AWS vpc documentation change
Summary
Added clarification that domain-name targets resolving to public IPv6 addresses are not supported.
Security assessment
The change documents a functional limitation (lack of IPv6 support) without evidence of addressing a vulnerability. It doesn't reference security risks, CVEs, or mitigation of exploits.
Diff
diff --git a/vpc/latest/privatelink/resource-configuration.md b/vpc/latest/privatelink/resource-configuration.md index 9f626c706..337e67296 100644 --- a//vpc/latest/privatelink/resource-configuration.md +++ b//vpc/latest/privatelink/resource-configuration.md @@ -159 +159 @@ In the resource configuration, identify the resource in one of the following way - * By a **domain-name target** : You can use any domain name.

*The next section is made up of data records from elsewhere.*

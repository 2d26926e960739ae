//! The uplink to a parent router.

use std::time::Duration;

use tracing::debug;

use weft_core::{
    connection::{Connection, ConnectionKind, ConnectionStatistics},
    message::{EndpointId, Message, MessageId, INVALID_ID},
    time::Timeout,
};
use weft_protocol::special;

const CONFIRM_ID_PERIOD: Duration = Duration::from_secs(2);

/// The router's connection toward its parent router, when configured.
///
/// The child announces its id base to the parent and re-announces until
/// the parent confirms it; losing the connection resets the confirmation.
pub struct ParentRouter {
    connection: Option<Box<dyn Connection>>,
    confirmed_id: EndpointId,
    remote_id: EndpointId,
    confirm_id_timeout: Timeout,
}

impl Default for ParentRouter {
    fn default() -> Self {
        Self {
            connection: None,
            confirmed_id: INVALID_ID,
            remote_id: INVALID_ID,
            confirm_id_timeout: Timeout::expired(CONFIRM_ID_PERIOD),
        }
    }
}

impl ParentRouter {
    /// Installs (or replaces) the parent connection.
    pub fn reset(&mut self, connection: Box<dyn Connection>) {
        self.connection = Some(connection);
        self.confirmed_id = INVALID_ID;
        self.remote_id = INVALID_ID;
    }

    /// True when a parent connection is configured.
    pub fn is_configured(&self) -> bool {
        self.connection.is_some()
    }

    /// The id the parent confirmed for this router, or [`INVALID_ID`].
    pub fn id(&self) -> EndpointId {
        self.confirmed_id
    }

    /// The parent router's own id, learned from the confirmation.
    pub fn remote_id(&self) -> EndpointId {
        self.remote_id
    }

    /// Records the id confirmed by the parent.
    pub fn confirm_id(&mut self, message: &Message) {
        self.confirmed_id = message.target_id;
        self.remote_id = message.source_id;
        debug!(
            id = message.target_id,
            source = message.source_id,
            "confirmed id by parent router",
        );
    }

    /// Logs a bye-bye received from beyond the parent.
    pub fn handle_bye(&self, msg_id: MessageId, message: &Message) {
        debug!(
            method = %msg_id.method,
            source = message.source_id,
            "received bye-bye from node behind parent router",
        );
    }

    fn announce_id(&mut self, id_base: EndpointId) {
        if let Some(connection) = &mut self.connection {
            let mut announcement = Message::new();
            announcement.set_source_id(id_base);
            connection.send(special::ANNOUNCE_ID, &announcement);
            self.confirm_id_timeout.reset();
            debug!(id = id_base, "announcing id to parent router");
        }
    }

    /// The transport kind of the parent link.
    pub fn kind_of_connection(&self) -> ConnectionKind {
        match &self.connection {
            Some(connection) => connection.kind(),
            None => ConnectionKind::Unknown,
        }
    }

    /// Fills in transfer statistics of the parent link.
    pub fn query_statistics(&self, stats: &mut ConnectionStatistics) -> bool {
        match &self.connection {
            Some(connection) => connection.query_statistics(stats),
            None => false,
        }
    }

    /// Makes transport progress and keeps the id announcement alive.
    pub fn update(&mut self, id_base: EndpointId) -> bool {
        let (updated, usable) = match &mut self.connection {
            Some(connection) => (connection.update(), connection.is_usable()),
            None => return false,
        };
        let mut something_done = updated;
        if usable {
            if self.confirmed_id == INVALID_ID && self.confirm_id_timeout.is_expired() {
                self.announce_id(id_base);
                if let Some(connection) = &mut self.connection {
                    connection.update();
                }
                something_done = true;
            }
        } else if self.confirmed_id != INVALID_ID {
            self.confirmed_id = INVALID_ID;
            something_done = true;
            debug!("lost connection to parent router");
        }
        something_done
    }

    /// Sends a message toward the parent; returns false on failure.
    pub fn send(&mut self, msg_id: MessageId, message: &Message) -> bool {
        match &mut self.connection {
            Some(connection) => {
                if !connection.send(msg_id, message) {
                    debug!("failed to send message to parent router");
                    return false;
                }
                true
            }
            None => false,
        }
    }

    /// Drains messages received from the parent into `batch`.
    pub fn fetch_into(&mut self, batch: &mut Vec<(MessageId, Duration, Message)>) -> bool {
        match &mut self.connection {
            Some(connection) => connection.fetch_messages(&mut |msg_id, age, message| {
                batch.push((msg_id, age, message.clone()));
                true
            }),
            None => false,
        }
    }
}
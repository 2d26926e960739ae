#![warn(missing_docs)]

//! weft-tracker: state model of remote bus participants.
//!
//! A tracker instance observes the traffic of one bus node and maintains
//! the known state of remote nodes, their process instances, the hosts
//! they run on and the connections between them. Every entity carries a
//! change mask that mutations accumulate into; consumers drain the mask
//! to learn what happened since they last looked, which avoids callback
//! reentrancy in the cyclic node/instance/host graph.

/// Change masks accumulated on tracker entities.
pub mod change;
/// Remote node, instance, host and connection state.
pub mod node;
/// The tracker owning the entity maps and string cache.
pub mod tracker;

pub use change::{RemoteHostChanges, RemoteInstanceChanges, RemoteNodeChanges};
pub use node::{NodeConnection, NodeKind, RemoteHost, RemoteInstance, RemoteNode};
pub use tracker::RemoteNodeTracker;
#[cfg(test)]
mod tests {
    use super::*;

    #[test]
    fn test_message_id_payload_round_trip() {
        let msg_id = MessageId::new(Identifier::new("eagiTest"), Identifier::new("ping"));
        let mut buffer = Vec::new();
        encode_message_id(msg_id, &mut buffer).unwrap();
        assert_eq!(decode_message_id(&buffer).unwrap(), msg_id);
    }

    #[test]
    fn test_truncated_payload_is_a_decode_error() {
        let msg_id = MessageId::new(Identifier::new("eagiTest"), Identifier::new("ping"));
        let mut buffer = Vec::new();
        encode_message_id(msg_id, &mut buffer).unwrap();
        buffer.truncate(5);
        assert!(matches!(decode_message_id(&buffer), Err(Error::Decode(_))));
    }

    #[test]
    fn test_router_topology_round_trip() {
        let info = RouterTopologyInfo {
            router_id: 4096,
            remote_id: 4097,
            instance_id: 0xfeed,
            connection_kind: ConnectionKind::InProcess,
        };
        let mut buffer = Vec::new();
        info.encode(&mut buffer).unwrap();
        assert_eq!(RouterTopologyInfo::decode(&buffer).unwrap(), info);
    }

    #[test]
    fn test_router_statistics_round_trip() {
        let stats = RouterStatistics {
            forwarded_messages: 1_000_000,
            dropped_messages: 17,
            messages_per_second: 1234,
            message_age_us: 250,
            uptime_seconds: 3600,
        };
        let mut buffer = Vec::new();
        stats.encode(&mut buffer).unwrap();
        assert_eq!(RouterStatistics::decode(&buffer).unwrap(), stats);
    }

    #[test]
    fn test_bridge_statistics_round_trip() {
        let stats = BridgeStatistics {
            forwarded_messages: 555,
            dropped_messages: 3,
            messages_per_second: 42,
            message_age_milliseconds: 7,
            uptime_seconds: 120,
        };
        let mut buffer = Vec::new();
        stats.encode(&mut buffer).unwrap();
        assert_eq!(BridgeStatistics::decode(&buffer).unwrap(), stats);
    }

    #[test]
    fn test_endpoint_statistics_round_trip() {
        let stats = EndpointStatistics {
            sent_messages: 10,
            received_messages: 20,
            dropped_messages: 1,
            uptime_seconds: 99,
        };
        let mut buffer = Vec::new();
        stats.encode(&mut buffer).unwrap();
        assert_eq!(EndpointStatistics::decode(&buffer).unwrap(), stats);
    }

    #[test]
    fn test_flow_info_and_connection_statistics_round_trip() {
        let flow = MessageFlowInfo { avg_msg_age_ms: 250 };
        let mut buffer = Vec::new();
        flow.encode(&mut buffer).unwrap();
        assert_eq!(MessageFlowInfo::decode(&buffer).unwrap(), flow);

        let stats = ConnectionStatistics {
            local_id: 4096,
            remote_id: 100,
            block_usage_ratio: 0.25,
            bytes_per_second: 1024.0,
        };
        let mut buffer = Vec::new();
        encode_connection_statistics(&stats, &mut buffer).unwrap();
        let decoded = decode_connection_statistics(&buffer).unwrap();
        assert_eq!(decoded.local_id, stats.local_id);
        assert_eq!(decoded.remote_id, stats.remote_id);
        assert_eq!(decoded.block_usage_ratio, stats.block_usage_ratio);
        assert_eq!(decoded.bytes_per_second, stats.bytes_per_second);
    }

    #[test]
    fn test_blob_prepare_round_trip() {
        let prepare = BlobPrepareInfo {
            content_id: MessageId::new(Identifier::new("test"), Identifier::new("ahead")),
            blob_id: 12,
            total_size: 4096,
            info: b"content description".to_vec(),
        };
        let mut buffer = Vec::new();
        prepare.encode(&mut buffer).unwrap();
        assert_eq!(BlobPrepareInfo::decode(&buffer).unwrap(), prepare);
    }

    #[test]
    fn test_blob_fragment_round_trip() {
        let fragment = BlobFragment {
            content_id: MessageId::new(Identifier::new("test"), Identifier::new("payload")),
            blob_id: 42,
            offset: 2048,
            total_size: 4096,
            data: Payload::from(vec![0xaa; 128]),
        };
        let mut buffer = Vec::new();
        fragment.encode(&mut buffer).unwrap();
        assert_eq!(BlobFragment::decode(&buffer).unwrap(), fragment);
    }

    #[test]
    fn test_blob_resend_round_trip() {
        let request = BlobResendRequest { blob_id: 7, offset: 512, length: 1024 };
        let mut buffer = Vec::new();
        request.encode(&mut buffer).unwrap();
        assert_eq!(BlobResendRequest::decode(&buffer).unwrap(), request);
    }

    #[test]
    fn test_blob_fragment_rejects_bad_length() {
        let fragment = BlobFragment {
            content_id: MessageId::new(Identifier::new("test"), Identifier::new("short")),
            blob_id: 1,
            offset: 0,
            total_size: 16,
            data: Payload::from(vec![1; 16]),
        };
        let mut buffer = Vec::new();
        fragment.encode(&mut buffer).unwrap();
        buffer.truncate(buffer.len() - 8);
        assert!(matches!(BlobFragment::decode(&buffer), Err(Error::Decode(_))));
    }
}
#![warn(missing_docs)]

//! weft-bridge: joins two routers through a byte-stream transport.
//!
//! A bridge couples one local connection (to a neighboring router) with a
//! pair of byte streams carrying newline-terminated base64 records. Two
//! worker threads own the stream ends: the input thread scans, decodes and
//! queues records; the output thread drains and encodes queued messages
//! when signaled. The bridge object itself runs on the bus thread and
//! plays the router's role for the connection side.

/// The shared bridge state and its I/O worker threads.
pub mod state;

/// The bridge node.
pub mod bridge;

pub use bridge::Bridge;
pub use state::BridgeState;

If you use a private DNS server or your domain is in a Route53 private hosted zone, then the resource gateway must have DNS resolution set to IN_VPC. If your domain name points to an IP that's outside of your VPC, you must have a NAT gateway in your VPC. + * By a **domain-name target** : You can use any domain name. If you use a private DNS server or your domain is in a Route53 private hosted zone, then the resource gateway must have DNS resolution set to IN_VPC. If your domain name points to an IP that's outside of your VPC, you must have a NAT gateway in your VPC. Domain-name targets that resolve to public IPv6 addresses are not supported.